Some might scoff at the idea that a video game can
tackle such heady themes, but Houser and his brother Sam, the
co-founders of Rockstar, are used to being underestimated. Their label,
part of Take-Two Interactive, is best known for its massively popular
Grand Theft Auto series, which has sold more than 100 million copies
and generated lawsuits, boycotts and legislation because of explicit
violence and sexual content.

The Housers are British immigrants whose critical
eye for their adopted country and embrace of its pop culture tropes is
reflected in nearly every game they make. Recent Grand Theft Auto
(known affectionately as GTA) releases fit comfortably in the tradition
of crime dramas like “The Godfather” and “Scarface” with plots that
comment on the myths and realities of the American dream.

Now Rockstar is moving into perhaps the only genre
that provides an even better backdrop for those themes: the Western.
Red Dead Redemption, which comes out May 18 after five
years of development, takes place at the twilight of the Old West, in
1908, when Easterners and automobiles were encroaching on the
previously untamed frontier and the cowboy was fading into fiction. The
game’s main character, John Marston, is a recognizable relic: An ex-gunslinger forced into tracking down his old gang in order to save his family.

Red Dead Redemption comes at an awkward time for the Western, as the genre has been all but dead on the big screen since Clint Eastwood had arguably the last word on the subject in 1992’s “Unforgiven.”

The minds at Rockstar are convinced that what the
Western needs now is to be experienced instead of watched. The company
is known for making “open world” games in which players can go anywhere
and do nearly anything, and Red Dead Redemption is its biggest yet. Its
map spans from a virtual Wyoming to Mexico, from ranch to saloon to burgeoning Texas city to pueblo-filled border town.

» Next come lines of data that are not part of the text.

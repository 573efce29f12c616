//! Resilience subsystem.
//!
//! # Data Flow
//! ```text
//! Attempt outcome (status or transport error):
//!     → policy.rs (pure decision: retry or stop)
//!     → On retry: backoff.rs (jittered exponential wait)
//! ```
//!
//! # Design Decisions
//! - Retries only for methods the policy lists as retryable (idempotent
//!   verbs by default; POST/PUT/PATCH are never auto-retried)
//! - Deadline expiry always beats the retry policy
//! - Jittered backoff prevents thundering herd

pub mod backoff;
pub mod policy;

“They’re called Westerns, not ‘outlaw’ or ‘cowboy’ films, and that’s an inherently geographical word,” said Dan Houser,
a fast-talker with a shaved head who cites “The Wild Bunch” and 2005’s
little-seen Australian film “The Proposition” as inspirations. “One
thing games do better than any other media is give you a sense of
place. This is what we consider doing a Western properly.”

Since its founding 12 years ago, Rockstar has tried
to create a major hit besides GTA but has managed only modest success.
The substantial resources invested into Red Dead show the company
believes it can buck history and sell at least several million units at
$60 a pop, but the prospects are far from certain.

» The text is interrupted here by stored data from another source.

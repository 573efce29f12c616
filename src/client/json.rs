//! JSON convenience surface.
//!
//! Thin callers of the dispatch loop: they set method and body, treat any
//! non-2xx final response as an error, and decode the body for the caller.

use reqwest::Method;
use serde::de::DeserializeOwned;
use serde::Serialize;

use crate::client::{Client, Request};
use crate::error::{ClientError, Result};

impl Client {
    /// GET `target` and decode the JSON response body.
    pub async fn get_json<T: DeserializeOwned>(&self, target: &str) -> Result<T> {
        let request = Request::new(Method::GET, target);
        self.execute_json(request).await
    }

    /// POST `body` as JSON to `target` and decode the JSON response body.
    pub async fn post_json<B: Serialize, T: DeserializeOwned>(
        &self,
        target: &str,
        body: &B,
    ) -> Result<T> {
        let request = Request::new(Method::POST, target).json(body)?;
        self.execute_json(request).await
    }

    /// POST `body` as JSON to `target`, discarding the response body.
    pub async fn post_json_discard<B: Serialize>(&self, target: &str, body: &B) -> Result<()> {
        let request = Request::new(Method::POST, target).json(body)?;
        let response = self.execute(request).await?;
        let status = response.status();
        if !status.is_success() {
            return Err(ClientError::UnexpectedStatus { status });
        }
        // Drain so the connection can be reused.
        let _ = response.bytes().await.map_err(ClientError::Transport)?;
        Ok(())
    }

    async fn execute_json<T: DeserializeOwned>(&self, request: Request) -> Result<T> {
        let response = self.execute(request).await?;
        let status = response.status();
        if !status.is_success() {
            return Err(ClientError::UnexpectedStatus { status });
        }
        let body = response.bytes().await.map_err(ClientError::Transport)?;
        serde_json::from_slice(&body).map_err(ClientError::Decode)
    }
}
//! Configuration schema definitions.
//!
//! This module defines the file-level configuration for the client. All
//! types derive Serde traits so a client can be built from JSON config;
//! programmatic construction goes through [`crate::ClientBuilder`] instead.

use std::collections::HashMap;

use reqwest::{Method, StatusCode};
use serde::{Deserialize, Serialize};
use std::time::Duration;

use crate::error::ClientError;
use crate::resilience::policy::RetryPolicy;

/// Root configuration for the client.
#[derive(Debug, Clone, Deserialize, Serialize, Default)]
#[serde(default)]
pub struct ClientConfig {
    /// Ordered endpoint set. Fixed for the lifetime of the client.
    pub endpoints: Vec<EndpointConfig>,

    /// Optional data center label to prefer during selection.
    pub preferred_dc: Option<String>,

    /// Retry configuration.
    pub retry: RetryConfig,

    /// Timeout configuration.
    pub timeouts: TimeoutConfig,

    /// Default headers applied when the request does not set them.
    pub headers: HashMap<String, String>,
}

/// One endpoint entry.
#[derive(Debug, Clone, Deserialize, Serialize, Default)]
#[serde(default)]
pub struct EndpointConfig {
    /// Base URL (e.g., "https://api-eu.example.com").
    pub base_url: String,

    /// Optional data center label.
    pub dc: Option<String>,
}

/// Retry configuration.
#[derive(Debug, Clone, Deserialize, Serialize)]
#[serde(default)]
pub struct RetryConfig {
    /// Maximum number of attempts per call, including the first.
    pub max_attempts: u32,

    /// Status codes that count as retryable failures.
    pub retryable_statuses: Vec<u16>,

    /// Whether connection-level errors are retryable.
    pub retry_on_connection_errors: bool,

    /// Methods eligible for automatic retry.
    pub retryable_methods: Vec<String>,

    /// Base delay for exponential backoff in milliseconds.
    pub initial_backoff_ms: u64,

    /// Maximum delay for exponential backoff in milliseconds.
    pub max_backoff_ms: u64,

    /// Symmetric jitter fraction in [0, 1] (0.5 means +/-50%).
    pub jitter_fraction: f64,
}

impl Default for RetryConfig {
    fn default() -> Self {
        Self {
            max_attempts: 3,
            retryable_statuses: vec![429, 500, 502, 503, 504],
            retry_on_connection_errors: true,
            retryable_methods: vec![
                "GET".into(),
                "HEAD".into(),
                "OPTIONS".into(),
                "DELETE".into(),
            ],
            initial_backoff_ms: 100,
            max_backoff_ms: 2000,
            jitter_fraction: 0.5,
        }
    }
}

impl RetryConfig {
    /// Convert the schema into a validated [`RetryPolicy`].
    pub fn to_policy(&self) -> Result<RetryPolicy, ClientError> {
        let mut statuses = std::collections::HashSet::new();
        for code in &self.retryable_statuses {
            let status = StatusCode::from_u16(*code)
                .map_err(|_| ClientError::Config(format!("invalid status code {code}")))?;
            statuses.insert(status);
        }

        let mut methods = std::collections::HashSet::new();
        for name in &self.retryable_methods {
            let method = Method::from_bytes(name.to_ascii_uppercase().as_bytes())
                .map_err(|_| ClientError::Config(format!("invalid method name {name:?}")))?;
            methods.insert(method);
        }

        Ok(RetryPolicy {
            max_attempts: self.max_attempts,
            retryable_statuses: statuses,
            retry_on_connection_errors: self.retry_on_connection_errors,
            retryable_methods: methods,
            initial_backoff: Duration::from_millis(self.initial_backoff_ms),
            max_backoff: Duration::from_millis(self.max_backoff_ms),
            jitter_fraction: self.jitter_fraction,
        })
    }
}

/// Timeout configuration.
#[derive(Debug, Clone, Deserialize, Serialize)]
#[serde(default)]
pub struct TimeoutConfig {
    /// Connection establishment timeout in seconds.
    pub connect_secs: u64,

    /// Per-call deadline (all attempts and waits included) in seconds.
    pub request_secs: u64,

    /// Idle pooled connection timeout in seconds.
    pub pool_idle_secs: u64,
}

impl Default for TimeoutConfig {
    fn default() -> Self {
        Self {
            connect_secs: 5,
            request_secs: 10,
            pool_idle_secs: 90,
        }
    }
}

“Rockstar has a very odd place in the industry
because there’s an audience who appreciates the way its games criticize
our culture and there’s an audience who just love running around and
blowing things up,” said Tom Bissell, author of the
upcoming book “Extra Lives: Why Video Games Matter.” “I think the first
group will love to see Rockstar explore the mythology of the Old West,
but it’s hard to know if the second will find that as interesting.”

Although Houser thinks big picture at Rockstar’s headquarters in New York City, Red Dead Redemption has been designed at the Rockstar San Diego studio, located in a discrete second-floor office in Carlsbad.

On the main production floor, about 200 programmers,
designers and artists were hard at work last month in their cubicles
putting the finishing touches on Redemption. It’s a spiritual successor
to 2004’s smaller scale Red Dead Revolver, which bears only a little of
the Rockstar touch because it was primarily overseen by Japanese
publisher Capcom.

Roughly 500 people around the world have contributed
to Redemption over the last five years. By contrast, Activision’s Call
of Duty: Modern Warfare 2, the best-selling game of 2009, was made by
fewer than 100 people in two years.

In an office off the production floor, Leslie Benzies showed more than 200,000 items he thinks will be critical to Red Dead’s
success: They’re bugs that have been individually identified and fixed.
Some are huge, like characters walking through walls; others are as
seemingly trivial as the size of the moon and the color of dust.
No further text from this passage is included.